Saturday, October 18, 2025

Acara Seremonial

"Hei, pernahkah kamu berpikir tentang betapa lucunya banyak acara yang kita hadiri itu? Maksudku, ada banyak sekali yang pada dasarnya adalah... seni pertunjukan yang sangat terstruktur."

"Haha, aku tahu persis apa yang kamu maksud! Seperti, kita semua berpura-pura sangat serius dan penuh perhatian, tapi di dalam hati kita mungkin berpikir, 'Oke, berapa lama lagi sampai makanannya keluar?'"

"Persis! Ambil contoh wisuda. Bayangkan ini: seseorang menghabiskan bertahun-tahun, ribuan jam, dan mungkin tumpukan uang untuk mendapatkan gelar. Lalu, puncaknya adalah berjalan di panggung, menggenggam selembar kertas yang mereka tahu akan segera mereka laminating, dan mendengarkan pidato yang sudah pernah mereka dengar berkali-kali."

"Atau pernikahan kerajaan! Maksudku, ada begitu banyak tradisi dan protokol yang sangat spesifik, sampai-sampai kamu bertanya-tanya apakah orang-orang ini benar-benar menikmati hari besar mereka atau hanya mencoba mengingat langkah-langkah koreografi selanjutnya."

"Oh, ya ampun, pernikahan kerajaan adalah level master dari semua seremoni. Jubah yang rumit, gestur yang diatur, kuda yang sangat, sangat terlatih... Ini seperti teater hidup dengan anggaran yang tak terbatas."

"Dan semua orang terhipnotis. Mereka menonton dengan napas tertahan, seolah-olah sesuatu yang benar-benar mengejutkan akan terjadi. Padahal, kita semua tahu persis apa yang akan terjadi: mereka akan menikah, melambaikan tangan, dan mungkin berciuman singkat."

"Ini seperti spoiler alert untuk seluruh acara hidup. Tapi tetap saja, kita menyukainya. Ada sesuatu yang menghibur dalam keseragamannya."
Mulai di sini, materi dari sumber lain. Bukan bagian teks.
use std::{env, env::VarError};

use keystone_engine::hash_password;

/// There's no real CLI for the server, so just do quick 'n dirty.
///
/// `keystone_server hash-password <password> <salt>` prints the value to use for `KS_ADMIN_PASSWORD_HASH`. Any other
/// arguments print the help text. Returns true if arguments were given, in which case the server should not start.
pub fn handle_command_line_args() -> bool {
    let args = env::args().skip(1).collect::<Vec<String>>();
    match args.as_slice() {
        [] => false,
        [cmd, password, salt] if cmd == "hash-password" => {
            println!("{}", hash_password(password, salt));
            true
        },
        _ => {
            display_readme();
            display_envs();
            true
        },
    }
}

fn display_readme() {
    const README: &str = include_str!("./cli-help.txt");
    println!("\n{README}\n");
}

fn display_envs() {
    // Be explicit about which envars to print, so as to avoid accidentally exposing secrets
    const DISPLAY_ENVS: [&str; 6] =
        ["RUST_LOG", "KS_HOST", "KS_PORT", "KS_TOKEN_LIFETIME", "KS_ADMIN_USERNAME", "KS_MAX_BODY_BYTES"];

    println!("Current environment values (EXCLUDING variables that contain secrets):");
    DISPLAY_ENVS.iter().for_each(|&name| {
        let val = match env::var(name) {
            Ok(s) => s,
            Err(VarError::NotPresent) => "Not set".into(),
            Err(VarError::NotUnicode(s)) => format!("Invalid value: {}", s.to_string_lossy()),
        };
        println!("  {name:<35} {val:<15}");
    })
}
"Kurasa itu intinya, kan? Ada semacam kenyamanan dalam ritual. Ini memberi kita rasa kontinuitas dan makna, bahkan jika maknanya sedikit kabur dan bisa digantikan dengan selembar cupcake."

"Selembar cupcake! Haha! Itu adalah metafora terbaik untuk banyak acara seremonial yang pernah kudengar. Cukup manis untuk dinikmati, tapi sebenarnya tidak terlalu mengenyangkan."

"Dan kadang-kadang, cupcake-nya bahkan tidak enak. Tapi kita tetap memakannya karena semua orang memakannya."

"Persis! Ini seperti kue ulang tahun di kantor. Semua orang berdiri di sekitar, menyanyikan 'Selamat Ulang Tahun' dengan canggung, dan kemudian kita semua mengambil sepotong kue yang mungkin agak kering, dan tersenyum seolah-olah itu adalah makanan terbaik yang pernah kita makan."